-- Opening Marker --

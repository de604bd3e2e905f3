// SPDX-License-Identifier: PolyForm-Noncommercial-1.0.0
// Copyright (c) 2025 Sylvex. All rights reserved.

//! CLI argument parsing and command definitions.
//!
//! - `serve`: Start the HTTP service (default)
//! - `validate`: Validate configuration file
//! - `hash-password`: Produce an Argon2id hash
//! - `issue-token`: Issue a token against the seeded accounts
//! - `version`: Show version information

use std::path::PathBuf;

use clap::{Args, Parser, Subcommand};

// =============================================================================
// Main CLI Structure
// =============================================================================

/// Warden - role-based access control for users and products
#[derive(Parser, Debug)]
#[command(
    name = "warden",
    author = "Sylvex <contact@sylvex.io>",
    version = warden_api::VERSION,
    about = "Token-authenticated, role-checked access to users and products",
    long_about = None,
    propagate_version = true
)]
pub struct Cli {
    /// Configuration file path
    #[arg(
        short,
        long,
        default_value = "warden.yaml",
        env = "WARDEN_CONFIG",
        global = true
    )]
    pub config: PathBuf,

    /// Log level (trace, debug, info, warn, error)
    #[arg(
        short,
        long,
        default_value = "info",
        env = "WARDEN_LOG_LEVEL",
        global = true
    )]
    pub log_level: String,

    /// Log format (text, json, compact)
    #[arg(long, default_value = "text", env = "WARDEN_LOG_FORMAT", global = true)]
    pub log_format: LogFormat,

    /// Enable quiet mode (minimal output)
    #[arg(short, long, global = true)]
    pub quiet: bool,

    /// Enable verbose output
    #[arg(short, long, global = true)]
    pub verbose: bool,

    /// Subcommand to execute
    #[command(subcommand)]
    pub command: Option<Commands>,
}

// =============================================================================
// Subcommands
// =============================================================================

/// Available subcommands for the Warden CLI.
#[derive(Subcommand, Debug, Clone)]
pub enum Commands {
    /// Start the HTTP service
    ///
    /// This is the default command when no subcommand is specified.
    Serve(ServeArgs),

    /// Validate the configuration file
    ///
    /// Loads, expands and validates the configuration without starting
    /// the service.
    Validate(ValidateArgs),

    /// Hash a password with the configured Argon2id parameters
    #[command(name = "hash-password")]
    HashPassword(HashPasswordArgs),

    /// Issue a token pair for a seeded account
    ///
    /// Builds the same seeded in-memory store the service starts with and
    /// authenticates against it.
    #[command(name = "issue-token")]
    IssueToken(IssueTokenArgs),

    /// Show version information
    Version,
}

// =============================================================================
// Command Arguments
// =============================================================================

/// Arguments for the `serve` command.
#[derive(Args, Debug, Default, Clone)]
pub struct ServeArgs {
    /// Override the listen port
    #[arg(short, long)]
    pub port: Option<u16>,

    /// Start with an empty store
    #[arg(long)]
    pub no_seed: bool,
}

/// Arguments for the `validate` command.
#[derive(Args, Debug, Clone, Default)]
pub struct ValidateArgs {
    /// Show parsed configuration after validation
    #[arg(short, long)]
    pub show_config: bool,

    /// Output format for validation results
    #[arg(short, long, default_value = "text")]
    pub format: OutputFormat,

    /// Strict mode: treat warnings as errors
    #[arg(long)]
    pub strict: bool,
}

/// Arguments for the `hash-password` command.
#[derive(Args, Debug, Clone)]
pub struct HashPasswordArgs {
    /// Password to hash
    #[arg(required_unless_present = "stdin")]
    pub password: Option<String>,

    /// Read the password from stdin
    #[arg(long)]
    pub stdin: bool,
}

/// Arguments for the `issue-token` command.
#[derive(Args, Debug, Clone)]
pub struct IssueTokenArgs {
    /// Account username (defaults to the seeded admin)
    #[arg(short, long)]
    pub username: Option<String>,

    /// Account password (defaults to the seeded admin password)
    #[arg(short, long, env = "WARDEN_PASSWORD", hide_env_values = true)]
    pub password: Option<String>,

    /// Output format
    #[arg(short, long, default_value = "text")]
    pub format: OutputFormat,
}

// =============================================================================
// Enums
// =============================================================================

/// Log output format.
#[derive(Debug, Clone, Copy, Default, PartialEq, Eq, clap::ValueEnum)]
pub enum LogFormat {
    /// Human-readable text format
    #[default]
    Text,
    /// JSON format for structured logging
    Json,
    /// Compact format for minimal output
    Compact,
}

/// Output format for command results.
#[derive(Debug, Clone, Copy, Default, PartialEq, Eq, clap::ValueEnum)]
pub enum OutputFormat {
    /// Human-readable text format
    #[default]
    Text,
    /// JSON format for programmatic parsing
    Json,
    /// YAML format
    Yaml,
}

// =============================================================================
// Helper Methods
// =============================================================================

impl Cli {
    /// Parse CLI arguments from the command line.
    pub fn parse_args() -> Self {
        Self::parse()
    }

    /// Get the effective command, defaulting to `Serve` if none specified.
    pub fn effective_command(&self) -> Commands {
        self.command
            .clone()
            .unwrap_or_else(|| Commands::Serve(ServeArgs::default()))
    }

    /// Get the effective log level based on flags.
    pub fn effective_log_level(&self) -> &str {
        if self.quiet {
            "warn"
        } else if self.verbose {
            "debug"
        } else {
            &self.log_level
        }
    }
}

// =============================================================================
// Tests
// =============================================================================

#[cfg(test)]
mod tests {
    use super::*;

    #[test]
    fn test_default_command() {
        let cli = Cli::parse_from(["warden"]);
        assert!(cli.command.is_none());
        assert!(matches!(cli.effective_command(), Commands::Serve(_)));
    }

    #[test]
    fn test_serve_command() {
        let cli = Cli::parse_from(["warden", "serve", "--port", "9000", "--no-seed"]);
        match cli.command {
            Some(Commands::Serve(args)) => {
                assert_eq!(args.port, Some(9000));
                assert!(args.no_seed);
            }
            other => panic!("Expected Serve command, got {:?}", other),
        }
    }

    #[test]
    fn test_validate_command() {
        let cli = Cli::parse_from(["warden", "validate", "--show-config", "-f", "json"]);
        if let Some(Commands::Validate(args)) = cli.command {
            assert!(args.show_config);
            assert_eq!(args.format, OutputFormat::Json);
        } else {
            panic!("Expected Validate command");
        }
    }

    #[test]
    fn test_hash_password_requires_input() {
        assert!(Cli::try_parse_from(["warden", "hash-password"]).is_err());
        assert!(Cli::try_parse_from(["warden", "hash-password", "--stdin"]).is_ok());
    }

    #[test]
    fn test_config_path() {
        let cli = Cli::parse_from(["warden", "-c", "/etc/warden/warden.yaml", "version"]);
        assert_eq!(cli.config, PathBuf::from("/etc/warden/warden.yaml"));
        assert!(matches!(cli.command, Some(Commands::Version)));
    }

    #[test]
    fn test_log_flags() {
        let cli = Cli::parse_from(["warden", "-q"]);
        assert_eq!(cli.effective_log_level(), "warn");

        let cli = Cli::parse_from(["warden", "-v"]);
        assert_eq!(cli.effective_log_level(), "debug");

        let cli = Cli::parse_from(["warden", "-l", "trace", "--log-format", "json"]);
        assert_eq!(cli.effective_log_level(), "trace");
        assert_eq!(cli.log_format, LogFormat::Json);
    }
}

-- Closing Marker --

• **Task item**:
If a line of the records includes the string "minimal", copy it out.

• **Task output**:
    /// Enable quiet mode (minimal output)
    /// Compact format for minimal output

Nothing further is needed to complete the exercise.